Archivio Journal of Plant Pathology

Abstract:

Amplification of ribosomal phytoplasma DNA by direct or nested PCR and stolbur-specific primers, followed by restriction length polymorphism analysis were used to detect and identify stolbur phytoplasmas in symptomatic alfalfa, celery, field bindweed, grapevine, olive and tomato plant samples from different regions of Italy. Alfalfa appears to be a new host for this phytoplasma. All isolates showed RFLP patterns indistinguishable from one another and from the one of the Serbian reference isolate from pepper. In Southern hybridization experiments, EcoRI and HindIII restricted DNAs from stolbur-infected herbaceous hosts hybridized with two riboprobes from random-cloned chromosomal DNA fragments of a Sardinian stolbur isolate from tomato, yielding more or less complex patterns. None of the probes hybridized with DNAs from stolbur-unrelated phytoplasma infected or healthy plants or olives known to harbour stolbur phytoplasma. With one of the probes, two types of molecular hybridization profiles were detected among stolbur-infected samples. Based on the nucleotide sequence of this probe, a new non-ribosomal primer pair was designed. These primers amplified a stolbur-specific fragment of 720 bp from stolbur- infected samples, but not from symptomatic olives, healthy plants or plants infected with unrelated phytoplasmas.

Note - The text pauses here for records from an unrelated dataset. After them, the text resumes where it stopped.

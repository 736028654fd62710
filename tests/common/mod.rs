#![allow(dead_code)]

use std::collections::BTreeSet;
use std::path::{Path, PathBuf};
use std::process::{Child, Command, Stdio};
use std::sync::Mutex;
use std::thread;
use std::time::{Duration, Instant};

use anyhow::{Context, Result};

use wpg::catalog::CatalogStore;
use wpg::config::DataConfig;
use wpg::model::NewImage;
use wpg::remote::{Identity, RemoteError, RemoteStore};

pub struct ServerGuard {
    pub base_url: String,
    pub token: String,
    pub data_dir: tempfile::TempDir,
    child: Child,
}

impl Drop for ServerGuard {
    fn drop(&mut self) {
        let _ = self.child.kill();
        let _ = self.child.wait();
    }
}

pub fn spawn_store() -> Result<ServerGuard> {
    spawn_store_with(None, &[])
}

/// Spawn `wpg-store`, optionally over an existing store directory.
pub fn spawn_store_with(store_dir: Option<&Path>, extra: &[&str]) -> Result<ServerGuard> {
    let data_dir = tempfile::tempdir().context("create server tempdir")?;
    let token = "dev".to_string();
    let addr_file = data_dir.path().join("addr.txt");
    let store_dir = store_dir
        .map(Path::to_path_buf)
        .unwrap_or_else(|| data_dir.path().join("store"));

    let child = Command::new(env!("CARGO_BIN_EXE_wpg-store"))
        .arg("--addr")
        .arg("127.0.0.1:0")
        .arg("--addr-file")
        .arg(&addr_file)
        .arg("--data-dir")
        .arg(&store_dir)
        .arg("--dev-token")
        .arg(&token)
        .args(extra)
        .stdout(Stdio::null())
        .stderr(Stdio::null())
        .spawn()
        .context("spawn wpg-store")?;

    let base_url = read_addr_file(&addr_file)?;
    wait_for_healthz(&base_url)?;

    Ok(ServerGuard {
        base_url,
        token,
        data_dir,
        child,
    })
}

fn read_addr_file(addr_file: &Path) -> Result<String> {
    let start = Instant::now();
    loop {
        if start.elapsed() > Duration::from_secs(5) {
            anyhow::bail!("addr file not written at {}", addr_file.display());
        }

        if let Ok(s) = std::fs::read_to_string(addr_file) {
            let s = s.trim();
            if !s.is_empty() {
                return Ok(format!("http://{}", s));
            }
        }
        thread::sleep(Duration::from_millis(10));
    }
}

pub fn wait_for_healthz(base_url: &str) -> Result<()> {
    let client = reqwest::blocking::Client::new();
    let start = Instant::now();
    loop {
        if start.elapsed() > Duration::from_secs(5) {
            anyhow::bail!("server did not become healthy at {}/healthz", base_url);
        }
        match client.get(format!("{}/healthz", base_url)).send() {
            Ok(resp) if resp.status().is_success() => return Ok(()),
            _ => {
                thread::sleep(Duration::from_millis(50));
            }
        }
    }
}

pub fn auth_header(token: &str) -> String {
    format!("Bearer {}", token)
}

/// Data layout of one replica rooted at `dir`, with 1 MiB parts.
pub fn replica(dir: &Path) -> DataConfig {
    DataConfig {
        data_dir: dir.to_path_buf(),
        split_size_mb: 1,
        upload_parallelism: 3,
        ..DataConfig::default()
    }
}

/// Write a blob and its catalog row the way a generation run does.
pub fn add_wallpaper(data: &DataConfig, topic: &str, filename: &str, bytes: &[u8]) -> Result<()> {
    let blob_dir = data.blob_dir_path();
    std::fs::create_dir_all(&blob_dir).context("create blob dir")?;
    std::fs::write(blob_dir.join(filename), bytes).context("write blob")?;

    let catalog = CatalogStore::open(&data.catalog_path())?;
    let topic_id = catalog.ensure_topic(topic)?;
    catalog.insert_image(&NewImage {
        topic_id,
        image: filename.to_string(),
        prompt: format!("{} wallpaper", topic),
        width: Some(1280),
        height: Some(768),
        seed: Some(1),
        ..Default::default()
    })?;
    Ok(())
}

/// Deterministic, poorly compressible filler so split sizes are predictable.
pub fn filler(len: usize, seed: u8) -> Vec<u8> {
    let mut state = u32::from(seed) | 1;
    (0..len)
        .map(|_| {
            state ^= state << 13;
            state ^= state >> 17;
            state ^= state << 5;
            state as u8
        })
        .collect()
}

pub fn catalog_filenames(data: &DataConfig) -> Result<Vec<String>> {
    let catalog = CatalogStore::open(&data.catalog_path())?;
    let mut names: Vec<String> = catalog.image_filenames()?.into_iter().collect();
    names.sort();
    Ok(names)
}

pub fn blob_names(data: &DataConfig) -> Result<Vec<String>> {
    let mut names = Vec::new();
    let dir = data.blob_dir_path();
    if !dir.is_dir() {
        return Ok(names);
    }
    for entry in std::fs::read_dir(&dir).context("read blob dir")? {
        let entry = entry.context("read blob dir entry")?;
        if let Ok(name) = entry.file_name().into_string() {
            names.push(name);
        }
    }
    names.sort();
    Ok(names)
}

/// Which remote call a `FaultyRemote` should break.
#[derive(Clone, Copy, Debug, PartialEq, Eq)]
pub enum Fault {
    None,
    AuthRejected,
    DownloadTransport,
    /// Fail the n-th (1-based) upload.
    UploadNumber(usize),
}

/// Wraps a real store and injects one failure.
pub struct FaultyRemote<S> {
    pub inner: S,
    pub fault: Fault,
    pub uploads: Mutex<Vec<String>>,
}

impl<S: RemoteStore> FaultyRemote<S> {
    pub fn new(inner: S, fault: Fault) -> Self {
        Self {
            inner,
            fault,
            uploads: Mutex::new(Vec::new()),
        }
    }

    pub fn uploaded(&self) -> Vec<String> {
        self.uploads.lock().map(|u| u.clone()).unwrap_or_default()
    }
}

impl<S: RemoteStore> RemoteStore for FaultyRemote<S> {
    fn authenticate(&self) -> Result<Identity, RemoteError> {
        if self.fault == Fault::AuthRejected {
            return Err(RemoteError::Auth("token rejected".into()));
        }
        self.inner.authenticate()
    }

    fn ensure_repository(&self, repo_id: &str) -> Result<(), RemoteError> {
        self.inner.ensure_repository(repo_id)
    }

    fn download_snapshot(&self, repo_id: &str, dest: &Path) -> Result<Vec<PathBuf>, RemoteError> {
        if self.fault == Fault::DownloadTransport {
            return Err(RemoteError::Transport("connection reset".into()));
        }
        self.inner.download_snapshot(repo_id, dest)
    }

    fn list_objects(&self, repo_id: &str) -> Result<BTreeSet<String>, RemoteError> {
        self.inner.list_objects(repo_id)
    }

    fn upload_object(
        &self,
        repo_id: &str,
        local_path: &Path,
        remote_name: &str,
    ) -> Result<(), RemoteError> {
        let n = {
            let mut uploads = self
                .uploads
                .lock()
                .map_err(|_| RemoteError::Transport("poisoned".into()))?;
            uploads.push(remote_name.to_string());
            uploads.len()
        };
        if self.fault == Fault::UploadNumber(n) {
            return Err(RemoteError::Transport(format!("upload {} dropped", remote_name)));
        }
        self.inner.upload_object(repo_id, local_path, remote_name)
    }

    fn delete_objects(&self, repo_id: &str, names: &[String]) -> Result<(), RemoteError> {
        self.inner.delete_objects(repo_id, names)
    }
}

To verify whether absence of amplified fragments in gels was due to lack of priming or to undetectably low amplification of stolbur DNA, negative PCR products were tested in hybridization assays with the primers parental probe. Positive hybridization signals were obtained with such samples but not with products from healthy DNAs or negative PCR controls. The same probe was also used to detect stolbur DNA on membranes printed with tissues from field-infected tomato plants or from glasshouse-maintaned stolbur-infected periwinkles or young asymptomatic tomato seedlings grafted with infected field material.